Surname Name Type Age Dept
Gold Craige 1 24 100
Goodwin Madison 1 41 49
Young Emma 2 31 34
Young Rose 2 26 3
Young Brad 2 42 76
Young Kim 2 30 100
Smith Emma 2 18 50
Smith Kim 2 21 70
Hacksaw Ben 2 33 88
Hacksaw Richard 2 28 77
Hacksaw Charles 2 49 250
Based on the Type column, each df needs to be categorised and saved as below: if Type =1, save the related row into an individual xlsx file naming as Surename.
if Type=2, create a folder naming as the surname in Column A and save individual xlsx files for each name based on column B.
What I currently do is using the split function for each Type and put a loop for type 1 and a nested loop for Type 2 to create surname folders and individual name xlsx files as below which is very time-consuming (more than 13 hours to finish). The semi code is as below.

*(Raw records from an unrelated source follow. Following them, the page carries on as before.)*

//! Value conversion from store text into typed fields.
//!
//! Every bindable field type implements [`Bind`], which describes the
//! field's shape as a [`Target`]. The converter dispatches on that shape:
//!
//! 1. **Custom** - the type's own [`DecodeParameter`] implementation
//! 2. **JSON** - when the annotation has the `json` option
//! 3. **Duration** - unit-suffixed text, or a raw nanosecond count
//! 4. **Optional** - a fresh inner value is allocated and converted
//! 5. **Sequence** - comma-separated text, converted element by element
//! 6. **Text**, **Bool**, **Signed**, **Unsigned**, **Float** - scalars
//! 7. **Unsupported** - nothing is assigned and no error is raised
//!
//! # Adding Types
//!
//! Implement [`DecodeParameter`] and register the type with
//! [`custom_parameter!`](crate::custom_parameter), or register a serde type
//! that is only ever decoded from JSON with
//! [`json_parameter!`](crate::json_parameter):
//!
//! ```rust
//! use paramstore::{custom_parameter, json_parameter, BoxError, DecodeParameter};
//! use serde::Deserialize;
//!
//! #[derive(Default)]
//! struct Upper(String);
//!
//! impl DecodeParameter for Upper {
//!     fn decode_parameter(&mut self, value: &str) -> Result<(), BoxError> {
//!         self.0 = value.to_uppercase();
//!         Ok(())
//!     }
//! }
//! custom_parameter!(Upper);
//!
//! #[derive(Default, Deserialize)]
//! struct Endpoint { host: String, port: u16 }
//! json_parameter!(Endpoint);
//! ```

use std::collections::{BTreeMap, HashMap};
use std::time::Duration;

use num_traits::{NumCast, ToPrimitive};
use serde::de::DeserializeOwned;
use serde_json::Value;

use crate::duration::parse_duration;
use crate::error::{BoxError, Error};

/// Outcome of a successful conversion.
#[derive(Clone, Copy, Debug, PartialEq, Eq)]
pub enum Conversion {
    /// The field was assigned.
    Assigned,
    /// The field's shape has no text conversion; nothing was assigned.
    Unsupported,
}

/// A type that decodes itself from parameter text.
///
/// Takes precedence over every built-in conversion, and cannot be combined
/// with the `json` option.
pub trait DecodeParameter {
    /// Replaces `self` with the value decoded from `value`.
    ///
    /// # Errors
    ///
    /// Any error is reported as [`Error::Decode`] for the field.
    fn decode_parameter(&mut self, value: &str) -> Result<(), BoxError>;
}

/// A numeric field, assigned after parsing at 64-bit width.
///
/// Each setter returns `false` when the value does not fit the field's
/// width.
pub trait Numeric {
    /// Name of the concrete numeric type.
    fn type_name(&self) -> &'static str;

    /// Assigns a signed value.
    fn set_i64(&mut self, value: i64) -> bool;

    /// Assigns an unsigned value.
    fn set_u64(&mut self, value: u64) -> bool;

    /// Assigns a floating point value.
    fn set_f64(&mut self, value: f64) -> bool;
}
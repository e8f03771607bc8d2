//! Leaf field implementation.
//!
//! A leaf field is bound to one remote key:
//!
//! ```rust,ignore
//! #[param("/{{.env}}/db/port")]
//! port: u16,
//!
//! #[param("/{{.env}}/db/password,decrypt")]
//! password: Option<String>,
//! ```
//!
//! # Generated Code Pattern
//!
//! ```rust,ignore
//! __walker.field(::paramstore::FieldMeta::new("port", "u16"), "/{{.env}}/db/port", &mut self.port)?;
//! __walker.optional_field(
//!     ::paramstore::FieldMeta::new("password", "Option<String>"),
//!     "/{{.env}}/db/password,decrypt",
//!     &mut self.password,
//! )?;
//! ```

use proc_macro2::TokenStream as QuoteStream;
use quote::quote;
use syn::{Ident, LitStr, Type};

use super::{FieldGenerator, field_label, type_label};

/// A field bound to a remote key.
pub struct LeafField {
    /// The struct field name
    pub name: Ident,

    /// The field's declared type
    pub ty: Type,

    /// The annotation string, passed to the runtime verbatim
    pub annotation: LitStr,

    /// Whether the type is `Option<T>`, eagerly filled before binding
    pub optional: bool,
}

impl FieldGenerator for LeafField {
    fn generate_walk(&self) -> QuoteStream {
        let name = &self.name;
        let label = field_label(name);
        let type_name = type_label(&self.ty);
        let annotation = &self.annotation;

        let method = if self.optional {
            quote!(optional_field)
        } else {
            quote!(field)
        };

        quote! {
            __walker.#method(
                ::paramstore::FieldMeta::new(#label, #type_name),
                #annotation,
                &mut self.#name,
            )?;
        }
    }
}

for (i in 1:lenght(file_names))
rawdata <- read the data frame [i]
TYPE1 <- rawdata %>% filter(TYPE == "1")
TYPE2 <- rawdata %>% filter(TYPE == "2")
Split.TYPE1 <- split(TYPE1, TYPE1$Surname)
Split.TYPE2 <- split(TYPE2, TYPE2$Surname)
#--------------------------------- Save the TYPE 1 reports---------------------------------------
for (nm in names(Split.TYPE1)){
file<-paste0(nm,".xlsx")
d1<-as.data.frame(Split.TYPE1[[nm]])
wb<-createWorkbook(file)
addWorksheet(wb, "test", gridLines = T)
writeData(wb, sheet = "test", x = d1)
saveWorkbook(wb, file, overwrite = TRUE)
}
# #------------------------------ Save the TYPE 2 in a folder ----------------------------------
for (dn in names(Split.TYPE2)){
dnn <- paste0(dn)
dir.create(dnn)
sub_Split.TYPE2 <- split(Split.TYPE2[[dn]], Split.TYPE2[[dn]]$Name)
for (fn in names(sub_Split.TYPE2)){
file<-file.path(dnn, paste0(fn,".xlsx"))
d1<-as.data.frame(sub_Split.TYPE2[[fn]])
wb<-createWorkbook(file)
addWorksheet(wb, "test", gridLines = T)
writeData(wb, sheet = "test", x = d1)
saveWorkbook(wb, file, overwrite = TRUE)
}}
gc()
}
I am just wondering if there is a faster and more optimised method to generate the same outputs using fewer loops. Applying parallel(foreach package) computing did not speed up that much.
Thanks.